第39庫 休暇 その1

 ギルドとホームの手続きも終わり、僕とナコの新しい生活が始まった。


「クーラ、お金を使いすぎです」


 ナコが頬を膨らませながら言う。

 うーむ、ナコのためにという気持ちを伝えても押し付けがましいし、どう話せばいいものか。

 僕は今の感情を素直に言葉にしてみる。


「これからはなるべく節制するから許してほしい。僕は誰にも邪魔されずにナコと二人で住めて嬉しいよ」

「……えっ? わ、私と二人、嬉しい、ですか?」


 僕は力強く頷き返す。

 昨夜、宿屋の隣室が激しくうるさかったからなぁ。なにがうるさいかって、ナコの教育的に早すぎるから勘弁してよというレベルである。ナコはもう寝ていたはずだからイヤンな声は聞こえていないと思うけれど。


 本日より、僕たちはホームを拠点に活動していくことになる。


 一括というパワーワードが効いたのか、オプションで追加した鍛錬場は優先的に完成させてくれるとのことだった。

 ホーム自体はすぐに移住可能なので、僕たちは早速リビングにてギルド初の作戦会議を開く。

 題材は今後のことについて、僕は真剣に協議する。


「ナコ、一週間ほど休暇を取ろうか」

「お休みですか?」

「ああ。正直、疲れた」

「クーラ、王都には急がなくても?」

「めっちゃ疲れた」

「休みましょう」

「ちょっとくらい遊んでもいい?」

「遊びましょう」

「お酒飲んでもいい?」

「酔い潰れない程度なら」

「なんか身体が重くって」

「肩をトントンしてあげます」


 優しさが染みるぅっ!

 僕は本音を包み隠さず伝える。一先ず王都の件は保留、すぐにどうこうできる範囲ではないので――心身共に回復させてから取り組む方がよいと判断した。


 決して休みたいわけでは――ある。


 休みたい、いやもう休ませて、僕はリビングのソファーで項垂れる。

 こんな予測不可能な方面から一国一城の主とか人生急展開マジ卍。

 だらけ切った僕の背中、ナコが肩を叩いてくれる。


「トントン。お客様、力加減はいかがですか?」

「あはは、マッサージ屋さんの真似かな。もう少し強くても大丈夫だよ」

「変身します」

「んっ?」

「トントン、トントン。お客様、力加減はいかがですか?」

「効くぅっ!」


 骨が砕けちゃう~。

 パワーを上昇させるため魔法少女になってくれたのだろうが、一回叩くごとにメキメキと僕の身体が悲鳴を上げる。

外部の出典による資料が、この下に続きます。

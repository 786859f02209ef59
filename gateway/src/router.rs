//! Service Router
//!
//! Name-based routing table shared by both transports. Calls are keyed by the
//! canonical `/package.service/method` string, always lower-cased, so a key
//! registered as `/Pkg.Svc/Echo` is found by `/pkg.svc/echo` and vice versa.
//!
//! Two independent maps are kept: call handlers (request/response) and
//! notification listeners (fire-and-forget). Registration takes effect on the
//! next inbound call; no transport restart is needed.

use std::collections::HashMap;
use std::future::Future;
use std::net::SocketAddr;
use std::sync::Arc;

use async_trait::async_trait;
use bytes::Bytes;
use dashmap::DashMap;
use tonic::Status;
use uuid::Uuid;

use crate::config::TransportKind;
use crate::error::route_not_found;

/// Build the canonical routing key for a method.
///
/// An empty package yields `/service/method`.
pub fn canonical_key(package: &str, service: &str, method: &str) -> String {
    if package.is_empty() {
        format!("/{service}/{method}").to_lowercase()
    } else {
        format!("/{package}.{service}/{method}").to_lowercase()
    }
}

/// Normalize an already assembled key (e.g. a gRPC request path).
pub fn normalize_key(key: &str) -> String {
    key.to_lowercase()
}

/// Per-call information handed to handlers and interceptors.
#[derive(Debug, Clone)]
pub struct CallContext {
    /// Unique ID of this call, for log correlation
    pub call_id: Uuid,
    /// Transport that received the call
    pub transport: TransportKind,
    /// Canonical routing key
    pub method: String,
    /// Peer address, when the transport knows it
    pub remote_addr: Option<SocketAddr>,
    /// Request metadata (gRPC metadata or HTTP headers)
    pub metadata: HashMap<String, String>,
}

impl CallContext {
    pub fn new(transport: TransportKind, method: impl Into<String>) -> Self {
        Self {
            call_id: Uuid::new_v4(),
            transport,
            method: method.into(),
            remote_addr: None,
            metadata: HashMap::new(),
        }
    }

    pub fn with_remote_addr(mut self, remote_addr: Option<SocketAddr>) -> Self {
        self.remote_addr = remote_addr;
        self
    }

    /// Look up a metadata value by (case-insensitive) name.
    pub fn metadata_value(&self, name: &str) -> Option<&str> {
        self.metadata.get(&name.to_lowercase()).map(String::as_str)
    }
}

/// Request/response handler for one routed method.
#[async_trait]
pub trait CallHandler: Send + Sync {
    async fn handle(&self, ctx: CallContext, request: Bytes) -> Result<Bytes, Status>;
}

/// Fire-and-forget receiver for notifications on one routed method.
#[async_trait]
pub trait NotifyListener: Send + Sync {
    async fn notify(&self, ctx: CallContext, message: Bytes);
}

/// [`CallHandler`] backed by an async closure. See [`handler_fn`].
pub struct HandlerFn<F>(F);

#[async_trait]
impl<F, Fut> CallHandler for HandlerFn<F>
where
    F: Fn(CallContext, Bytes) -> Fut + Send + Sync,
    Fut: Future<Output = Result<Bytes, Status>> + Send,
{
    async fn handle(&self, ctx: CallContext, request: Bytes) -> Result<Bytes, Status> {
        (self.0)(ctx, request).await
    }
}

/// Wrap an async closure as a call handler.
pub fn handler_fn<F, Fut>(f: F) -> Arc<dyn CallHandler>
where
    F: Fn(CallContext, Bytes) -> Fut + Send + Sync + 'static,
    Fut: Future<Output = Result<Bytes, Status>> + Send + 'static,
{
    Arc::new(HandlerFn(f))
}

/// [`NotifyListener`] backed by an async closure. See [`listener_fn`].
pub struct ListenerFn<F>(F);

#[async_trait]
impl<F, Fut> NotifyListener for ListenerFn<F>
where
    F: Fn(CallContext, Bytes) -> Fut + Send + Sync,
    Fut: Future<Output = ()> + Send,
{
    async fn notify(&self, ctx: CallContext, message: Bytes) {
        (self.0)(ctx, message).await
    }
}

/// Wrap an async closure as a notification listener.
pub fn listener_fn<F, Fut>(f: F) -> Arc<dyn NotifyListener>
where
    F: Fn(CallContext, Bytes) -> Fut + Send + Sync + 'static,
    Fut: Future<Output = ()> + Send + 'static,
{
    Arc::new(ListenerFn(f))
}

/// Thread-safe key -> handler and key -> listener maps.
///
/// Lookups clone the `Arc` out of the map so no shard lock is held while a
/// handler runs.
#[derive(Default)]
pub struct RouteTable {
    handlers: DashMap<String, Arc<dyn CallHandler>>,
    listeners: DashMap<String, Arc<dyn NotifyListener>>,
}

impl RouteTable {
    pub fn new() -> Self {
        Self::default()
    }

    /// Register (or replace) the handler for `key`. Empty keys are ignored.
    pub fn register_handler(&self, key: &str, handler: Arc<dyn CallHandler>) {
        if key.is_empty() {
            return;
        }
        self.handlers.insert(normalize_key(key), handler);
    }

    /// Remove the handler for `key`, if any.
    pub fn deregister_handler(&self, key: &str) {
        self.handlers.remove(&normalize_key(key));
    }

    pub fn lookup_handler(&self, key: &str) -> Option<Arc<dyn CallHandler>> {
        self.handlers
            .get(&normalize_key(key))
            .map(|entry| entry.value().clone())
    }

    /// Register (or replace) the listener for `key`. Empty keys are ignored.
    pub fn register_listener(&self, key: &str, listener: Arc<dyn NotifyListener>) {
        if key.is_empty() {
            return;
        }
        self.listeners.insert(normalize_key(key), listener);
    }

    /// Remove the listener for `key`, if any.
    pub fn deregister_listener(&self, key: &str) {
        self.listeners.remove(&normalize_key(key));
    }

    pub fn lookup_listener(&self, key: &str) -> Option<Arc<dyn NotifyListener>> {
        self.listeners
            .get(&normalize_key(key))
            .map(|entry| entry.value().clone())
    }

    /// Invoke the handler registered for `key`.
    ///
    /// A miss is answered with a `NotFound` status.
    pub async fn dispatch(&self, key: &str, ctx: CallContext, request: Bytes) -> Result<Bytes, Status> {
        match self.lookup_handler(key) {
            Some(handler) => handler.handle(ctx, request).await,
            None => {
                tracing::debug!("No handler for {}", key);
                Err(route_not_found(key))
            }
        }
    }

    /// Deliver a notification to the listener registered for `key`.
    ///
    /// Returns false when nobody listens on `key`.
    pub async fn notify(&self, key: &str, ctx: CallContext, message: Bytes) -> bool {
        match self.lookup_listener(key) {
            Some(listener) => {
                listener.notify(ctx, message).await;
                true
            }
            None => false,
        }
    }

    pub fn handler_count(&self) -> usize {
        self.handlers.len()
    }

    pub fn listener_count(&self) -> usize {
        self.listeners.len()
    }
}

 ナコは魔法少女になった際、力の加減が上手くできていない。


 鍛錬場を設けたのもこれが一つの理由だったりする。モンスター相手に殺すこと前提であれば問題ないが、いつか必ず力を抑えなければならない場面は来る。

 ナコが破壊神になる前に、力の使い方を覚えてもらおう。


「ありがとう、もう満足だよ。そろそろ買い物にでも行こうか」

「お買い物ですか?」

「休暇を取るならとことん満喫しないとね。ウィンウィンの観光も中途半端だったし色々見て回ってみようか」

「はいっ!」


 ナコが嬉しそうに返事する。

 高揚する気持ちはわかる、買い物って楽しいよね。特に見知らぬ土地だとなにがあるのかワクワクしながら散策できる。

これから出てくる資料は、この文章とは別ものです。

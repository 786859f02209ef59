//! Module host
//!
//! A process embeds the gateway next to other restartable modules. The
//! [`Scheduler`] drives all of them: on every tick each module gets the chance
//! to apply its pending configuration, and on shutdown each is stopped in
//! reverse registration order.

use std::future::Future;
use std::sync::Arc;
use std::time::Duration;

use async_trait::async_trait;
use tokio::time::MissedTickBehavior;

/// Restartable component of the host process
#[async_trait]
pub trait Module: Send + Sync {
    fn name(&self) -> &str;

    /// Apply pending configuration. Returns true if anything was restarted.
    async fn restart_if_changed(&self) -> bool;

    async fn stop(&self);
}

pub struct Scheduler {
    modules: Vec<Arc<dyn Module>>,
    period: Duration,
}

impl Scheduler {
    pub fn new(period: Duration) -> Self {
        Self {
            modules: Vec::new(),
            period,
        }
    }

    pub fn register(&mut self, module: Arc<dyn Module>) {
        tracing::debug!("Registered module {}", module.name());
        self.modules.push(module);
    }

    /// Give every module one chance to restart. Returns how many did.
    pub async fn tick(&self) -> usize {
        let mut restarted = 0;
        for module in &self.modules {
            if module.restart_if_changed().await {
                tracing::debug!("Module {} restarted", module.name());
                restarted += 1;
            }
        }
        restarted
    }

    /// Tick until `shutdown` resolves, then stop every module.
    pub async fn run<F>(self, shutdown: F)
    where
        F: Future<Output = ()>,
    {
        let mut interval = tokio::time::interval(self.period);
        interval.set_missed_tick_behavior(MissedTickBehavior::Delay);
        tokio::pin!(shutdown);

        loop {
            tokio::select! {
                _ = &mut shutdown => break,
                _ = interval.tick() => {
                    self.tick().await;
                }
            }
        }

        for module in self.modules.iter().rev() {
            tracing::info!("Stopping module {}", module.name());
            module.stop().await;
        }
    }
}

#[cfg(test)]
mod tests {
    use std::sync::atomic::{AtomicBool, AtomicUsize, Ordering};
    use std::sync::Mutex;

    use super::*;

    struct Flagged {
        name: &'static str,
        pending: AtomicBool,
        restarts: AtomicUsize,
        stops: Arc<Mutex<Vec<&'static str>>>,
    }

    impl Flagged {
        fn new(name: &'static str, stops: &Arc<Mutex<Vec<&'static str>>>) -> Arc<Self> {
            Arc::new(Self {
                name,
                pending: AtomicBool::new(false),
                restarts: AtomicUsize::new(0),
                stops: stops.clone(),
            })
        }
    }

    #[async_trait]
    impl Module for Flagged {
        fn name(&self) -> &str {
            self.name
        }

        async fn restart_if_changed(&self) -> bool {
            if self.pending.swap(false, Ordering::AcqRel) {
                self.restarts.fetch_add(1, Ordering::Relaxed);
                true
            } else {
                false
            }
        }

        async fn stop(&self) {
            self.stops.lock().unwrap().push(self.name);
        }
    }

    #[tokio::test]
    async fn test_tick_restarts_only_changed_modules() {
        let stops = Arc::new(Mutex::new(Vec::new()));
        let a = Flagged::new("a", &stops);
        let b = Flagged::new("b", &stops);

        let mut scheduler = Scheduler::new(Duration::from_millis(10));
        scheduler.register(a.clone());
        scheduler.register(b.clone());

        b.pending.store(true, Ordering::Release);
        assert_eq!(scheduler.tick().await, 1);
        assert_eq!(scheduler.tick().await, 0);
        assert_eq!(a.restarts.load(Ordering::Relaxed), 0);
        assert_eq!(b.restarts.load(Ordering::Relaxed), 1);
    }

    #[tokio::test]
    async fn test_run_stops_modules_in_reverse_order() {
        let stops = Arc::new(Mutex::new(Vec::new()));
        let a = Flagged::new("a", &stops);
        let b = Flagged::new("b", &stops);
        a.pending.store(true, Ordering::Release);

        let mut scheduler = Scheduler::new(Duration::from_millis(5));
        scheduler.register(a.clone());
        scheduler.register(b.clone());

        scheduler
            .run(tokio::time::sleep(Duration::from_millis(50)))
            .await;

        assert_eq!(a.restarts.load(Ordering::Relaxed), 1);
        assert_eq!(*stops.lock().unwrap(), vec!["b", "a"]);
    }
}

 とりあえず、ホームには生活に必要な家具は一通り揃っている。

 あとは日用品と食材くらいかな。その買い出しが終わったら、ナコと一緒に行きたい店がある。


「ホームの鍵はかけた?」

「ふふ。ガチャって鳴りました」


 休暇初日。

 僕たちは仲良くウィンウィンのマーケット街へと足を運ぶのだった。